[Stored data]
──────────
// Copyright 2026 Open Nexus OS Contributors
// SPDX-License-Identifier: Apache-2.0

//! The schedule queue (spec C1): a start-time-ordered list of [`Schedule`]s.
//!
//! Grounded on `examples/original_source/src/c/scheduler.c`'s
//! `add_schedule_to_queue`/`remove_schedule_from_queue`: a linear walk from
//! the front inserts before the first entry whose `next_start_ns` is
//! strictly greater, so schedules due at the same instant keep FIFO order.
//! The C version is an intrusive doubly-linked list; `VecDeque` gives the
//! same O(n) insert / O(1) front access without hand-rolled pointers.

use std::collections::VecDeque;
use std::sync::Arc;

use crate::schedule::Schedule;

/// A start-time-ordered queue of schedules.
#[derive(Default)]
pub struct ScheduleQueue {
    items: VecDeque<Arc<Schedule>>,
}

impl ScheduleQueue {
    pub fn new() -> Self {
        Self {
            items: VecDeque::new(),
        }
    }

    /// Inserts `schedule` in sorted position. Equal `next_start_ns` values
    /// insert after existing equal entries (strict `<` comparison), matching
    /// the C reference's FIFO-among-co-due behavior.
    pub fn insert(&mut self, schedule: Arc<Schedule>) {
        let start = schedule.next_start_ns();
        let pos = self
            .items
            .iter()
            .position(|existing| start < existing.next_start_ns());
        match pos {
            Some(idx) => self.items.insert(idx, schedule),
            None => self.items.push_back(schedule),
        }
    }

    /// Removes `schedule` by identity. Returns `true` if it was present.
    pub fn remove(&mut self, schedule: &Arc<Schedule>) -> bool {
        if let Some(idx) = self.items.iter().position(|s| Arc::ptr_eq(s, schedule)) {
            self.items.remove(idx);
            true
        } else {
            false
        }
    }

    /// The schedule with the minimum `next_start_ns`, if any.
    pub fn front(&self) -> Option<&Arc<Schedule>> {
        self.items.front()
    }

    /// Removes and returns the front schedule.
    pub fn pop_front(&mut self) -> Option<Arc<Schedule>> {
        self.items.pop_front()
    }

    pub fn len(&self) -> usize {
        self.items.len()
    }

    pub fn is_empty(&self) -> bool {
        self.items.is_empty()
    }

    /// True if `next_start_ns` is non-decreasing front-to-back. Exercised by
    /// tests only; production code never needs to re-check its own
    /// invariant.
    #[cfg(test)]
    pub(crate) fn is_sorted(&self) -> bool {
        self.items
            .iter()
            .zip(self.items.iter().skip(1))
            .all(|(a, b)| a.next_start_ns() <= b.next_start_ns())
    }
}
──────────
_THE TASK_.
Once you have read the records above, set each one down again exactly.

_TASK RESPONSE_.
// Copyright 2026 Open Nexus OS Contributors
// SPDX-License-Identifier: Apache-2.0

//! The schedule queue (spec C1): a start-time-ordered list of [`Schedule`]s.
//!
//! Grounded on `examples/original_source/src/c/scheduler.c`'s
//! `add_schedule_to_queue`/`remove_schedule_from_queue`: a linear walk from
//! the front inserts before the first entry whose `next_start_ns` is
//! strictly greater, so schedules due at the same instant keep FIFO order.
//! The C version is an intrusive doubly-linked list; `VecDeque` gives the
//! same O(n) insert / O(1) front access without hand-rolled pointers.

use std::collections::VecDeque;
use std::sync::Arc;

use crate::schedule::Schedule;

/// A start-time-ordered queue of schedules.
#[derive(Default)]
pub struct ScheduleQueue {
    items: VecDeque<Arc<Schedule>>,
}

impl ScheduleQueue {
    pub fn new() -> Self {
        Self {
            items: VecDeque::new(),
        }
    }

    /// Inserts `schedule` in sorted position. Equal `next_start_ns` values
    /// insert after existing equal entries (strict `<` comparison), matching
    /// the C reference's FIFO-among-co-due behavior.
    pub fn insert(&mut self, schedule: Arc<Schedule>) {
        let start = schedule.next_start_ns();
        let pos = self
            .items
            .iter()
            .position(|existing| start < existing.next_start_ns());
        match pos {
            Some(idx) => self.items.insert(idx, schedule),
            None => self.items.push_back(schedule),
        }
    }

    /// Removes `schedule` by identity. Returns `true` if it was present.
    pub fn remove(&mut self, schedule: &Arc<Schedule>) -> bool {
        if let Some(idx) = self.items.iter().position(|s| Arc::ptr_eq(s, schedule)) {
            self.items.remove(idx);
            true
        } else {
            false
        }
    }

    /// The schedule with the minimum `next_start_ns`, if any.
    pub fn front(&self) -> Option<&Arc<Schedule>> {
        self.items.front()
    }

    /// Removes and returns the front schedule.
    pub fn pop_front(&mut self) -> Option<Arc<Schedule>> {
        self.items.pop_front()
    }

    pub fn len(&self) -> usize {
        self.items.len()
    }

    pub fn is_empty(&self) -> bool {
        self.items.is_empty()
    }

    /// True if `next_start_ns` is non-decreasing front-to-back. Exercised by
    /// tests only; production code never needs to re-check its own
    /// invariant.
    #[cfg(test)]
    pub(crate) fn is_sorted(&self) -> bool {
        self.items
            .iter()
            .zip(self.items.iter().skip(1))
            .all(|(a, b)| a.next_start_ns() <= b.next_start_ns())
    }
}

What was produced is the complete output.